Meta is back with a new large language model (LLM) — Llama 2, which was released via a research paper published in July 2023. Llama 2 is the successor to Llama 1, which Meta introduced in February 2023.
In a move that Yann LeCun, VP and Chief AI Scientist at Meta, described as “huge” in a July 18 tweet, the tech giant has chosen to make Llama 2 both open source and available for free for research and commercial use. Users will therefore be able to start building on Llama 2.
“This is going to change the landscape of the LLM market,” LeCun stated.
Llama 2, like Llama 1 before it, takes its name from “Large Language Model Meta AI.” According to Meta, Llama 2 is trained on 40% more data than Llama 1. Its pre-trained models are trained on no less than two trillion tokens, while its fine-tuned models have been trained on more than one million human annotations.

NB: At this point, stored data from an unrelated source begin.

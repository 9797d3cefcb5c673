//! # Merge Session
//!
//! Request-scoped bookkeeping: the merge phase state machine and the
//! per-target contribution ledger external observers (pagination,
//! metrics) can read after the merge completes.

use crate::domain::{MergePhase, PhysicalTarget, ShardingError};
use parking_lot::Mutex;
use uuid::Uuid;

/// One target's recorded contribution to a merge: a row count or a
/// scalar, depending on the strategy.
#[derive(Clone, Debug, PartialEq)]
pub struct TargetContribution {
    /// Contributing target.
    pub target: PhysicalTarget,
    /// Recorded scalar (row count for row merges).
    pub value: f64,
}

/// Per-request merge session. Owned by one logical query invocation;
/// never shared across concurrent queries.
pub struct MergeSession {
    id: Uuid,
    phase: Mutex<MergePhase>,
    contributions: Mutex<Vec<TargetContribution>>,
}

impl MergeSession {
    /// Fresh session in the idle phase.
    pub fn new() -> Self {
        Self {
            id: Uuid::new_v4(),
            phase: Mutex::new(MergePhase::Idle),
            contributions: Mutex::new(Vec::new()),
        }
    }

    /// Correlation id.
    pub fn id(&self) -> Uuid {
        self.id
    }

    /// Current phase.
    pub fn phase(&self) -> MergePhase {
        *self.phase.lock()
    }

    /// Advance the state machine, rejecting invalid transitions.
    pub(crate) fn advance(&self, next: MergePhase) -> Result<(), ShardingError> {
        let mut phase = self.phase.lock();
        if !phase.can_transition_to(next) {
            return Err(ShardingError::InvalidTransition {
                from: phase.to_string(),
                to: next.to_string(),
            });
        }
        *phase = next;
        Ok(())
    }

    /// Mark the session failed from whatever phase it is in. Terminal
    /// phases stay as they are.
    pub(crate) fn fail(&self) {
        let mut phase = self.phase.lock();
        if !phase.is_terminal() {
            *phase = MergePhase::Failed;
        }
    }

    /// Mark the session cancelled. Cancellation is not a failure: the
    /// caller withdrew the query rather than a target breaking. Terminal
    /// phases stay as they are.
    pub(crate) fn cancel(&self) {
        let mut phase = self.phase.lock();
        if !phase.is_terminal() {
            *phase = MergePhase::Cancelled;
        }
    }

    /// Record one target's contribution.
    pub(crate) fn record(&self, target: PhysicalTarget, value: f64) {
        self.contributions
            .lock()
            .push(TargetContribution { target, value });
    }

    /// Snapshot of the recorded contributions.
    pub fn contributions(&self) -> Vec<TargetContribution> {
        self.contributions.lock().clone()
    }

    /// Sum of recorded contribution values.
    pub fn total_recorded(&self) -> f64 {
        self.contributions.lock().iter().map(|c| c.value).sum()
    }
}

impl Default for MergeSession {
    fn default() -> Self {
        Self::new()
    }
}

One might therefore presume, with all that training data, that Llama 2 could well have an edge (or, at least a use) in machine translation and other multilingual applications. Apparently, not so.
As Meta explained in the research paper, “Most data is in English, meaning that Llama 2 will perform best for English-language use cases.” It also warned, “A training corpus with a majority in English means that the model may not be suitable for use in other languages.”
According to the paper, the model’s pretraining data is nearly 90% English. Other languages, including German, French, Chinese, Spanish, Dutch, Italian, Japanese, Polish, Portuguese, and others, collectively make up less than 2% of Llama 2’s training data, while the language is “unknown” for more than 8% of training data. (This includes programming code data.)
Llama 2’s lack of language diversity is somewhat surprising given that Meta has focused heavily on the need to improve coverage for low-resource languages (and poured significant R&D efforts into this area) in recent years.
Or perhaps, after its self-proclaimed “breakthrough” in machine translation for low-resource languages in July 2022, Meta’s attention is beginning to shift to new and shinier areas of language research.